_Problem_
Among the records below, count the lines where "tracing" occurs, and report that total alone.

_Extracted data_
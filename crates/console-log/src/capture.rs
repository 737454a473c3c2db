use std::collections::VecDeque;
use std::sync::Mutex;
use std::sync::atomic::{AtomicU32, Ordering};

use bugrelay_protocol::console_log::{ConsoleLogEntry, LOG_LEVEL_ALL, LogLevel};
use chrono::{SecondsFormat, Utc};

use crate::arg::{ConsoleArg, flatten_args};
use crate::sink::LogSink;

/// Maximum number of entries kept in the capture history.
pub const MAX_LOG_ENTRIES: usize = 100;

/// Console log capture service.
///
/// Constructed explicitly by the host with the sink that plays the original
/// logging functions; there is no process-wide singleton. All console calls
/// go through [`ConsoleCapture::dispatch`] (or the per-channel shorthands),
/// which records an entry while capturing and always forwards the original
/// arguments to the sink.
pub struct ConsoleCapture {
    state: Mutex<CaptureState>,
    sink: Box<dyn LogSink>,
    level_mask: AtomicU32,
}

struct CaptureState {
    buffer: VecDeque<ConsoleLogEntry>,
    capturing: bool,
}

impl ConsoleCapture {
    /// Creates an idle capture service recording all five channels.
    pub fn new(sink: Box<dyn LogSink>) -> Self {
        Self {
            state: Mutex::new(CaptureState {
                buffer: VecDeque::new(),
                capturing: false,
            }),
            sink,
            level_mask: AtomicU32::new(LOG_LEVEL_ALL),
        }
    }

    /// Starts recording console calls.
    ///
    /// Idempotent: does nothing if already capturing. The history is cleared
    /// on each idle-to-capturing transition.
    pub fn start_capture(&self) {
        let mut state = self.lock_state();
        if state.capturing {
            return;
        }
        state.capturing = true;
        state.buffer.clear();
        tracing::debug!("console capture started");
    }

    /// Stops recording, leaving the history intact.
    ///
    /// Idempotent: does nothing if not capturing.
    pub fn stop_capture(&self) {
        let mut state = self.lock_state();
        if !state.capturing {
            return;
        }
        state.capturing = false;
        tracing::debug!("console capture stopped");
    }

    /// Whether console calls are currently being recorded.
    pub fn is_capturing(&self) -> bool {
        self.lock_state().capturing
    }

    /// The current channel filter bitmask (see the `LOG_LEVEL_*` constants).
    pub fn level_mask(&self) -> u32 {
        self.level_mask.load(Ordering::Relaxed)
    }

    /// Sets which channels are recorded. Forwarding is unaffected.
    pub fn set_level_mask(&self, mask: u32) {
        self.level_mask.store(mask, Ordering::Relaxed);
        tracing::debug!(mask, "console capture level mask updated");
    }

    /// A defensive snapshot of the history, oldest first.
    pub fn logs(&self) -> Vec<ConsoleLogEntry> {
        self.lock_state().buffer.iter().cloned().collect()
    }

    /// Empties the history without touching the capture state.
    pub fn clear_logs(&self) {
        self.lock_state().buffer.clear();
    }

    /// The history snapshot as pretty-printed JSON.
    pub fn logs_as_json(&self) -> Result<String, serde_json::Error> {
        serde_json::to_string_pretty(&self.logs())
    }

    /// Records (while capturing, if `level` is unmasked) and then forwards
    /// the original arguments unchanged to the sink.
    pub fn dispatch(&self, level: LogLevel, args: &[ConsoleArg]) {
        let recording = self.is_capturing() && self.level_mask() & level.bit() != 0;
        if recording {
            let entry = build_entry(level, args);
            let mut state = self.lock_state();
            if state.buffer.len() >= MAX_LOG_ENTRIES {
                state.buffer.pop_front();
            }
            state.buffer.push_back(entry);
        }
        self.sink.write(level, args);
    }

    /// Shorthand for [`dispatch`](Self::dispatch) on the `log` channel.
    pub fn log(&self, args: &[ConsoleArg]) {
        self.dispatch(LogLevel::Log, args);
    }

    /// Shorthand for the `info` channel.
    pub fn info(&self, args: &[ConsoleArg]) {
        self.dispatch(LogLevel::Info, args);
    }

    /// Shorthand for the `warn` channel.
    pub fn warn(&self, args: &[ConsoleArg]) {
        self.dispatch(LogLevel::Warn, args);
    }

    /// Shorthand for the `error` channel.
    pub fn error(&self, args: &[ConsoleArg]) {
        self.dispatch(LogLevel::Error, args);
    }

    /// Shorthand for the `debug` channel.
    pub fn debug(&self, args: &[ConsoleArg]) {
        self.dispatch(LogLevel::Debug, args);
    }

    fn lock_state(&self) -> std::sync::MutexGuard<'_, CaptureState> {
        // A poisoned lock only happens if a recording panicked; the buffer
        // is still structurally valid, so keep going.
        self.state.lock().unwrap_or_else(|e| e.into_inner())
    }
}

/// Builds an immutable entry from a call's arguments.
///
/// Infallible: a value with no JSON representation was already reduced to
/// its display form when the [`ConsoleArg`] was constructed, so recording
/// can never interrupt host logging.
fn build_entry(level: LogLevel, args: &[ConsoleArg]) -> ConsoleLogEntry {
    ConsoleLogEntry {
        level,
        message: flatten_args(args),
        timestamp: Utc::now().to_rfc3339_opts(SecondsFormat::Millis, true),
        args: args.iter().map(ConsoleArg::capture).collect(),
    }
}

#[cfg(test)]
mod tests {
    use super::*;
    use bugrelay_protocol::console_log::{
        CapturedValue, LOG_LEVEL_DEBUG, LOG_LEVEL_ERROR, Primitive,
    };
    use std::sync::Arc;

    /// Sink test double recording every forwarded call.
    #[derive(Default)]
    struct RecordingSink {
        calls: Mutex<Vec<(LogLevel, String)>>,
    }

    impl LogSink for RecordingSink {
        fn write(&self, level: LogLevel, args: &[ConsoleArg]) {
            self.calls
                .lock()
                .unwrap()
                .push((level, flatten_args(args)));
        }
    }

    fn capture_with_sink() -> (ConsoleCapture, Arc<RecordingSink>) {
        let sink = Arc::new(RecordingSink::default());
        (ConsoleCapture::new(Box::new(Arc::clone(&sink))), sink)
    }

    #[test]
    fn start_stop_state_machine() {
        let (capture, _) = capture_with_sink();
        assert!(!capture.is_capturing());

        capture.stop_capture(); // Idle -> Idle
        assert!(!capture.is_capturing());

        capture.start_capture(); // Idle -> Capturing
        assert!(capture.is_capturing());

        capture.start_capture(); // Capturing -> Capturing
        assert!(capture.is_capturing());

        capture.stop_capture(); // Capturing -> Idle
        assert!(!capture.is_capturing());
    }

    #[test]
    fn repeated_start_does_not_clear_history() {
        let (capture, _) = capture_with_sink();
        capture.start_capture();
        capture.log(&["first".into()]);

        capture.start_capture();
        assert_eq!(capture.logs().len(), 1);
    }

    #[test]
    fn restart_clears_history() {
        let (capture, _) = capture_with_sink();
        capture.start_capture();
        capture.log(&["old".into()]);
        capture.stop_capture();

        // History survives stop...
        assert_eq!(capture.logs().len(), 1);

        // ...but a fresh start wipes it.
        capture.start_capture();
        assert!(capture.logs().is_empty());
    }

    #[test]
    fn forwards_even_when_idle() {
        let (capture, sink) = capture_with_sink();
        capture.warn(&["disk almost full".into()]);

        assert!(capture.logs().is_empty());
        let calls = sink.calls.lock().unwrap();
        assert_eq!(calls.as_slice(), &[(LogLevel::Warn, "disk almost full".into())]);
    }

    #[test]
    fn records_and_forwards_while_capturing() {
        let (capture, sink) = capture_with_sink();
        capture.start_capture();
        capture.info(&["loaded".into(), ConsoleArg::Value(serde_json::json!({"n": 2}))]);

        let logs = capture.logs();
        assert_eq!(logs.len(), 1);
        assert_eq!(logs[0].level, LogLevel::Info);
        assert_eq!(logs[0].message, r#"loaded {"n":2}"#);
        assert_eq!(logs[0].args.len(), 2);

        assert_eq!(sink.calls.lock().unwrap().len(), 1);
    }

    #[test]
    fn evicts_oldest_past_capacity() {
        let (capture, _) = capture_with_sink();
        capture.start_capture();
        for i in 0..MAX_LOG_ENTRIES + 5 {
            capture.log(&[format!("msg {i}").into()]);
        }

        let logs = capture.logs();
        assert_eq!(logs.len(), MAX_LOG_ENTRIES);
        assert_eq!(logs[0].message, "msg 5");
        assert_eq!(logs.last().unwrap().message, format!("msg {}", MAX_LOG_ENTRIES + 4));
    }

    #[test]
    fn logs_returns_a_snapshot() {
        let (capture, _) = capture_with_sink();
        capture.start_capture();
        capture.log(&["kept".into()]);

        let mut snapshot = capture.logs();
        snapshot.clear();

        assert_eq!(capture.logs().len(), 1);
    }

    #[test]
    fn clear_logs_keeps_capturing() {
        let (capture, _) = capture_with_sink();
        capture.start_capture();
        capture.log(&["x".into()]);

        capture.clear_logs();

        assert!(capture.logs().is_empty());
        assert!(capture.is_capturing());

        capture.log(&["y".into()]);
        assert_eq!(capture.logs().len(), 1);
    }

    #[test]
    fn error_argument_shape() {
        let (capture, _) = capture_with_sink();
        capture.start_capture();
        capture.error(&[ConsoleArg::Error {
            name: "TypeError".into(),
            message: "x is undefined".into(),
            stack: Some("at app.js:10".into()),
        }]);

        let logs = capture.logs();
        assert_eq!(logs[0].message, "TypeError: x is undefined");
        let CapturedValue::Error(shape) = &logs[0].args[0] else {
            panic!("expected error shape");
        };
        assert_eq!(shape.name, "TypeError");
        assert_eq!(shape.stack.as_deref(), Some("at app.js:10"));
    }

    #[test]
    fn object_argument_deep_copies() {
        let (capture, _) = capture_with_sink();
        capture.start_capture();

        let value = serde_json::json!({"nested": {"list": [1, 2, 3]}});
        capture.log(&[ConsoleArg::Value(value.clone())]);

        let logs = capture.logs();
        assert_eq!(logs[0].args[0], CapturedValue::Json(value));
    }

    #[test]
    fn unserializable_value_records_its_display_form() {
        let (capture, sink) = capture_with_sink();
        capture.start_capture();

        // Maps with non-string keys have no JSON representation.
        let mut map = std::collections::HashMap::new();
        map.insert((1u8, 2u8), "pair");
        capture.log(&[ConsoleArg::from_serialize(&map)]);

        let logs = capture.logs();
        assert_eq!(logs.len(), 1);
        assert!(matches!(logs[0].args[0], CapturedValue::Fallback(_)));

        // The sink still received the call.
        assert_eq!(sink.calls.lock().unwrap().len(), 1);
    }

    #[test]
    fn opaque_argument_falls_back_to_string() {
        let (capture, _) = capture_with_sink();
        capture.start_capture();
        capture.log(&[ConsoleArg::Opaque("<circular>".into())]);

        let logs = capture.logs();
        assert_eq!(logs[0].args[0], CapturedValue::Fallback("<circular>".into()));
    }

    #[test]
    fn masked_level_forwards_but_does_not_record() {
        let (capture, sink) = capture_with_sink();
        capture.set_level_mask(LOG_LEVEL_ERROR);
        capture.start_capture();

        capture.debug(&["chatty".into()]);
        capture.error(&["broken".into()]);

        let logs = capture.logs();
        assert_eq!(logs.len(), 1);
        assert_eq!(logs[0].level, LogLevel::Error);

        // Both calls still reached the sink.
        assert_eq!(sink.calls.lock().unwrap().len(), 2);
    }

    #[test]
    fn level_mask_roundtrip() {
        let (capture, _) = capture_with_sink();
        assert_eq!(capture.level_mask(), LOG_LEVEL_ALL);

        capture.set_level_mask(LOG_LEVEL_ERROR | LOG_LEVEL_DEBUG);
        assert_eq!(capture.level_mask(), LOG_LEVEL_ERROR | LOG_LEVEL_DEBUG);
    }

    #[test]
    fn logs_as_json_is_pretty_printed() {
        let (capture, _) = capture_with_sink();
        capture.start_capture();
        capture.log(&["hello".into()]);

        let json = capture.logs_as_json().unwrap();
        assert!(json.contains("\n"));
        assert!(json.contains("\"message\": \"hello\""));
        assert!(json.contains("\"level\": \"log\""));
    }

    #[test]
    fn timestamps_are_iso8601() {
        let (capture, _) = capture_with_sink();
        capture.start_capture();
        capture.log(&["t".into()]);

        let logs = capture.logs();
        let parsed = chrono::DateTime::parse_from_rfc3339(&logs[0].timestamp);
        assert!(parsed.is_ok(), "not RFC 3339: {}", logs[0].timestamp);
        assert!(logs[0].timestamp.ends_with('Z'));
    }
}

_Answer to this exercise_
3